WHAT NEEDS TO BE DONE. In the entries below, find the line containing "let admin_options = self.admin_options.clone();" and the line containing "pub fn env_dsn()". Copy those two lines and everything between them exactly, and only that.
= = = = =
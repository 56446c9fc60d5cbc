pub mod cache;
pub mod db;
pub mod listings;
pub mod memory;
pub mod models;
pub mod schema;

mod error;

pub use error::Error;

use std::{future::Future, pin::Pin};

use serde_json::Value;
use time::Duration;

use souk_domain::{filter::ListingFilter, listing::Listing, sort::SortSpec};

pub type Result<T, E = Error> = std::result::Result<T, E>;

pub type BoxFuture<'a, T> = Pin<Box<dyn Future<Output = T> + Send + 'a>>;

/// Read side of the listing catalog as seen by search.
pub trait ListingStore
where
	Self: Send + Sync,
{
	/// Number of listings matching `filter`, independent of any paging.
	fn count<'a>(&'a self, filter: &'a ListingFilter) -> BoxFuture<'a, Result<u64>>;

	/// Listings matching `filter` in `sort` order, starting at `skip`, at most `limit` items.
	fn find<'a>(
		&'a self,
		filter: &'a ListingFilter,
		sort: SortSpec,
		skip: u64,
		limit: u64,
	) -> BoxFuture<'a, Result<Vec<Listing>>>;
}

/// Key-value store for serialized search result pages.
pub trait SearchCache
where
	Self: Send + Sync,
{
	/// Backend label used in logs.
	fn kind(&self) -> &'static str;

	/// Returns the stored value unless it is missing or expired.
	fn get<'a>(&'a self, key: &'a str) -> BoxFuture<'a, Result<Option<Value>>>;

	/// Stores `value` under `key`, replacing any previous entry, for `ttl`.
	fn set<'a>(&'a self, key: &'a str, value: &'a Value, ttl: Duration) -> BoxFuture<'a, Result<()>>;

	/// Removes every entry whose key starts with `prefix` and returns how many were removed.
	fn invalidate_prefix<'a>(&'a self, prefix: &'a str) -> BoxFuture<'a, Result<u64>>;
}
//! Disposable Postgres databases for integration tests.
//!
//! Every [`TestDatabase`] lives in its own freshly created database, dropped on cleanup or when
//! the handle goes out of scope.

mod error;

pub use error::{Error, Result};

use std::{env, str::FromStr, thread};

use sqlx::{
	ConnectOptions, Connection, Executor,
	postgres::{PgConnectOptions, PgConnection},
};
use tokio::runtime::Builder;
use uuid::Uuid;

pub const DSN_ENV: &str = "SOUK_PG_DSN";

const ADMIN_DATABASES: [&str; 2] = ["postgres", "template1"];

pub struct TestDatabase {
	name: String,
	dsn: String,
	admin_options: PgConnectOptions,
	dropped: bool,
}
impl TestDatabase {
	pub async fn new(base_dsn: &str) -> Result<Self> {
		let base_options = PgConnectOptions::from_str(base_dsn)
			.map_err(|err| Error::Message(format!("Failed to parse {DSN_ENV}: {err}.")))?;
		let (admin_options, mut admin_conn) = connect_admin(&base_options).await?;
		let name = format!("souk_test_{}", Uuid::new_v4().simple());

		admin_conn
			.execute(format!(r#"CREATE DATABASE "{name}""#).as_str())
			.await
			.map_err(|err| Error::Message(format!("Failed to create test database: {err}.")))?;

		let dsn = base_options.database(&name).to_url_lossy().to_string();

		Ok(Self { name, dsn, admin_options, dropped: false })
	}

	pub fn dsn(&self) -> &str {
		&self.dsn
	}

	pub fn name(&self) -> &str {
		&self.name
	}

	pub async fn cleanup(mut self) -> Result<()> {
		self.drop_database().await
	}

	async fn drop_database(&mut self) -> Result<()> {
		if self.dropped {
			return Ok(());
		}

		drop_test_database(&self.name, &self.admin_options).await?;

		self.dropped = true;

		Ok(())
	}
}
impl Drop for TestDatabase {
	fn drop(&mut self) {
		if self.dropped {
			return;
		}

		let name = self.name.clone();
		let admin_options = self.admin_options.clone();
		// The caller's runtime may be shutting down; use a private one on a separate thread.
		let cleanup_thread = thread::spawn(move || {
			let runtime = match Builder::new_current_thread().enable_all().build() {
				Ok(runtime) => runtime,
				Err(err) => {
					eprintln!("Test database cleanup failed: {err}.");

					return;
				},
			};

			if let Err(err) = runtime.block_on(drop_test_database(&name, &admin_options)) {
				eprintln!("Test database cleanup failed: {err}.");
			}
		});
		let _ = cleanup_thread.join();
	}
}

pub fn env_dsn() -> Option<String> {
	env::var(DSN_ENV).ok().filter(|dsn| !dsn.trim().is_empty())
}

async fn connect_admin(
	base_options: &PgConnectOptions,
) -> Result<(PgConnectOptions, PgConnection)> {
	let mut last_err = None;

	for database in ADMIN_DATABASES {
		let options = base_options.clone().database(database);

		match PgConnection::connect_with(&options).await {
			Ok(conn) => return Ok((options, conn)),
			Err(err) => {
				last_err = Some(err);
			},
		}
	}

	Err(Error::Message(format!("Failed to connect to an admin database: {last_err:?}.")))
}

async fn drop_test_database(name: &str, admin_options: &PgConnectOptions) -> Result<()> {
	let mut conn = PgConnection::connect_with(admin_options).await.map_err(|err| {
		Error::Message(format!("Failed to connect to admin database for cleanup: {err}."))
	})?;
	let _ = sqlx::query(
		"\
SELECT pg_terminate_backend(pid)
FROM pg_stat_activity
WHERE datname = $1 AND pid <> pg_backend_pid()",
	)
	.bind(name)
	.execute(&mut conn)
	.await;

	sqlx::query(format!(r#"DROP DATABASE IF EXISTS "{name}""#).as_str())
		.execute(&mut conn)
		.await
		.map_err(|err| Error::Message(format!("Failed to drop test database: {err}.")))?;

	Ok(())
}
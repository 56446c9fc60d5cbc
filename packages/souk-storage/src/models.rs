use std::str::FromStr;

use time::OffsetDateTime;
use uuid::Uuid;

use souk_domain::listing::{Condition, Listing, ListingStatus};

use crate::Error;

pub const LISTING_COLUMNS: &str = "listing_id, title, description, category, subcategory, price, \
	location, condition, seller_rating, created_at, boosted, boosted_at, status";

#[derive(Debug, sqlx::FromRow)]
pub struct ListingRow {
	pub listing_id: Uuid,
	pub title: String,
	pub description: String,
	pub category: String,
	pub subcategory: Option<String>,
	pub price: i64,
	pub location: String,
	pub condition: String,
	pub seller_rating: Option<f32>,
	pub created_at: OffsetDateTime,
	pub boosted: bool,
	pub boosted_at: Option<OffsetDateTime>,
	pub status: String,
}
impl TryFrom<ListingRow> for Listing {
	type Error = Error;

	fn try_from(row: ListingRow) -> Result<Self, Self::Error> {
		let condition = Condition::from_str(&row.condition)
			.map_err(|err| Error::InvalidData(format!("listing {}: {err}", row.listing_id)))?;
		let status = ListingStatus::from_str(&row.status)
			.map_err(|err| Error::InvalidData(format!("listing {}: {err}", row.listing_id)))?;

		Ok(Self {
			listing_id: row.listing_id,
			title: row.title,
			description: row.description,
			category: row.category,
			subcategory: row.subcategory,
			price: row.price,
			location: row.location,
			condition,
			seller_rating: row.seller_rating,
			created_at: row.created_at,
			boosted: row.boosted,
			boosted_at: row.boosted_at,
			status,
		})
	}
}

#[derive(Debug, sqlx::FromRow)]
pub struct SearchCacheRow {
	pub cache_key: String,
	pub payload: serde_json::Value,
	pub created_at: OffsetDateTime,
	pub last_accessed_at: OffsetDateTime,
	pub expires_at: OffsetDateTime,
	pub hit_count: i64,
}
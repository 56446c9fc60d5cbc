//! Textual relevance between a normalized query and a listing.
//!
//! The score mixes a character-bigram Dice coefficient (tolerant of typos and partial words) with
//! fuzzy token coverage, then rewards verbatim phrase containment.

use std::collections::{HashMap, HashSet};

use crate::text::{NormalizedQuery, normalize_text};

#[derive(Debug, Clone, Copy, PartialEq)]
pub struct ScoringWeights {
	pub dice: f32,
	pub token: f32,
	pub substring_bonus: f32,
}
impl Default for ScoringWeights {
	fn default() -> Self {
		Self { dice: 0.6, token: 0.4, substring_bonus: 0.2 }
	}
}

/// Normalized `title + " " + description`, the text every listing is scored against.
pub fn document_text(title: &str, description: &str) -> String {
	normalize_text(&format!("{title} {description}"))
}

pub fn bigrams(text: &str) -> Vec<(char, char)> {
	let chars: Vec<char> = text.chars().collect();

	chars.windows(2).map(|pair| (pair[0], pair[1])).collect()
}

/// Sørensen-Dice coefficient over the multisets of adjacent-character bigrams.
pub fn dice_coefficient(left: &str, right: &str) -> f32 {
	if left.is_empty() || right.is_empty() {
		return 0.0;
	}
	if left == right {
		return 1.0;
	}

	let left_bigrams = bigrams(left);
	let right_bigrams = bigrams(right);

	if left_bigrams.is_empty() || right_bigrams.is_empty() {
		return 0.0;
	}

	let mut remaining: HashMap<(char, char), usize> = HashMap::new();

	for bigram in &left_bigrams {
		*remaining.entry(*bigram).or_insert(0) += 1;
	}

	let mut matched = 0_usize;

	for bigram in &right_bigrams {
		if let Some(count) = remaining.get_mut(bigram)
			&& *count > 0
		{
			*count -= 1;
			matched += 1;
		}
	}

	(2 * matched) as f32 / (left_bigrams.len() + right_bigrams.len()) as f32
}

/// True when `left` and `right` are equal or one insertion, deletion or substitution apart.
pub fn edit_distance_one(left: &str, right: &str) -> bool {
	if left == right {
		return true;
	}

	let left: Vec<char> = left.chars().collect();
	let right: Vec<char> = right.chars().collect();
	let (shorter, longer) = if left.len() <= right.len() { (left, right) } else { (right, left) };

	if longer.len() - shorter.len() > 1 {
		return false;
	}

	let same_len = shorter.len() == longer.len();
	let mut i = 0;
	let mut j = 0;
	let mut edits = 0;

	while i < shorter.len() && j < longer.len() {
		if shorter[i] == longer[j] {
			i += 1;
			j += 1;

			continue;
		}

		edits += 1;

		if edits > 1 {
			return false;
		}
		if same_len {
			i += 1;
		}

		j += 1;
	}

	// Whatever is left over on the longer side is one trailing insertion.
	edits + (longer.len() - j) - (shorter.len() - i) <= 1
}

/// Share of query tokens found in the document, verbatim or within one edit.
pub fn token_coverage(query_tokens: &[String], document: &str) -> f32 {
	if query_tokens.is_empty() {
		return 0.0;
	}

	let document_tokens: HashSet<&str> = document.split_whitespace().collect();

	if document_tokens.is_empty() {
		return 0.0;
	}

	let matched = query_tokens
		.iter()
		.filter(|token| {
			document_tokens.contains(token.as_str())
				|| document_tokens.iter().any(|candidate| edit_distance_one(token, candidate))
		})
		.count();

	matched as f32 / query_tokens.len() as f32
}

/// Relevance of a normalized document to a query, clamped to `[0, 1]`.
pub fn relevance_score(query: &NormalizedQuery, document: &str, weights: &ScoringWeights) -> f32 {
	if query.is_empty() || document.is_empty() {
		return 0.0;
	}

	let dice = dice_coefficient(&query.normalized, document);
	let coverage = token_coverage(&query.tokens, document);
	let mut score = weights.dice * dice + weights.token * coverage;

	if document.contains(query.normalized.as_str()) {
		score += weights.substring_bonus;
	}
	if !score.is_finite() {
		return 0.0;
	}

	score.clamp(0.0, 1.0)
}

#[cfg(test)]
mod tests {
	use crate::{
		similarity::{
			ScoringWeights, bigrams, dice_coefficient, document_text, edit_distance_one,
			relevance_score, token_coverage,
		},
		text::{MAX_QUERY_TOKENS, NormalizedQuery},
	};

	fn score(query: &str, title: &str, description: &str) -> f32 {
		let query = NormalizedQuery::new(query, MAX_QUERY_TOKENS);

		relevance_score(&query, &document_text(title, description), &ScoringWeights::default())
	}

	#[test]
	fn bigrams_are_adjacent_pairs() {
		assert_eq!(bigrams("abc"), vec![('a', 'b'), ('b', 'c')]);
		assert!(bigrams("a").is_empty());
	}

	#[test]
	fn dice_identities() {
		for text in ["a", "ab", "iphone 13", "night night"] {
			assert_eq!(dice_coefficient(text, text), 1.0);
			assert_eq!(dice_coefficient(text, ""), 0.0);
			assert_eq!(dice_coefficient("", text), 0.0);
		}

		assert_eq!(dice_coefficient("ab", "cd"), 0.0);
	}

	#[test]
	fn dice_counts_bigram_multiplicity() {
		// "aaa" has {aa, aa}; "aa" has {aa}. One shared pair out of three.
		let value = dice_coefficient("aaa", "aa");

		assert!((value - 2.0 / 3.0).abs() < 1e-6, "Unexpected dice value {value}.");
	}

	#[test]
	fn edit_distance_one_detects_single_edits() {
		assert!(edit_distance_one("bike", "bike"));
		assert!(edit_distance_one("bike", "bikes"));
		assert!(edit_distance_one("bikes", "bike"));
		assert!(edit_distance_one("bike", "hike"));
		assert!(edit_distance_one("bike", "bke"));
		assert!(edit_distance_one("", "a"));
		assert!(edit_distance_one("iphone", "iphne"));
	}

	#[test]
	fn edit_distance_one_rejects_two_or_more_edits() {
		assert!(!edit_distance_one("bike", "bk"));
		assert!(!edit_distance_one("bike", "hikes"));
		assert!(!edit_distance_one("bike", "kibe"));
		assert!(!edit_distance_one("abc", "cab"));
		assert!(!edit_distance_one("", "ab"));
		assert!(!edit_distance_one("table", "tablets"));
	}

	#[test]
	fn token_coverage_counts_fuzzy_matches() {
		let tokens = vec!["iphnoe".to_string(), "charger".to_string(), "case".to_string()];
		let coverage = token_coverage(&tokens, "iphone charger cable");

		// "iphnoe" is a transposition (two edits) so only "charger" matches.
		assert!((coverage - 1.0 / 3.0).abs() < 1e-6, "Unexpected coverage {coverage}.");
		assert_eq!(token_coverage(&[], "anything"), 0.0);
	}

	#[test]
	fn relevant_listing_scores_above_half() {
		let value = score("iphone 13", "iPhone 13 Pro Max 256GB", "Unlocked, battery health 91%.");

		assert!(value > 0.5, "Expected a strong match, got {value}.");
	}

	#[test]
	fn unrelated_listing_scores_near_zero() {
		let value = score("xyz123nonsense", "Wooden dining table", "Solid oak, seats six.");

		assert!(value < 0.1, "Expected a weak match, got {value}.");
	}

	#[test]
	fn typo_still_scores_better_than_unrelated_text() {
		let typo = score("mountian bike", "Mountain bike 29er", "Hydraulic brakes.");
		let unrelated = score("mountian bike", "Espresso machine", "Barely descaled.");

		assert!(typo > unrelated, "Expected {typo} > {unrelated}.");
	}

	#[test]
	fn score_stays_in_unit_interval() {
		let heavy = ScoringWeights { dice: 1.0, token: 1.0, substring_bonus: 1.0 };
		let query = NormalizedQuery::new("desk", MAX_QUERY_TOKENS);

		assert_eq!(relevance_score(&query, "desk", &heavy), 1.0);
		assert_eq!(relevance_score(&query, "", &heavy), 0.0);
		assert_eq!(
			relevance_score(&NormalizedQuery::default(), "desk", &ScoringWeights::default()),
			0.0
		);

		for (query, document) in
			[("a", "a"), ("lamp lamp lamp", "lamp"), ("z", "zzzzzz"), ("standing desk", "desk")]
		{
			let query = NormalizedQuery::new(query, MAX_QUERY_TOKENS);
			let value = relevance_score(&query, document, &ScoringWeights::default());

			assert!((0.0..=1.0).contains(&value), "Score {value} out of range.");
		}
	}
}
= = = = =
RESPONSE TO THE EXERCISE.
		let admin_options = self.admin_options.clone();
		// The caller's runtime may be shutting down; use a private one on a separate thread.
		let cleanup_thread = thread::spawn(move || {
			let runtime = match Builder::new_current_thread().enable_all().build() {
				Ok(runtime) => runtime,
				Err(err) => {
					eprintln!("Test database cleanup failed: {err}.");

					return;
				},
			};

			if let Err(err) = runtime.block_on(drop_test_database(&name, &admin_options)) {
				eprintln!("Test database cleanup failed: {err}.");
			}
		});
		let _ = cleanup_thread.join();
	}
}

pub fn env_dsn() -> Option<String> {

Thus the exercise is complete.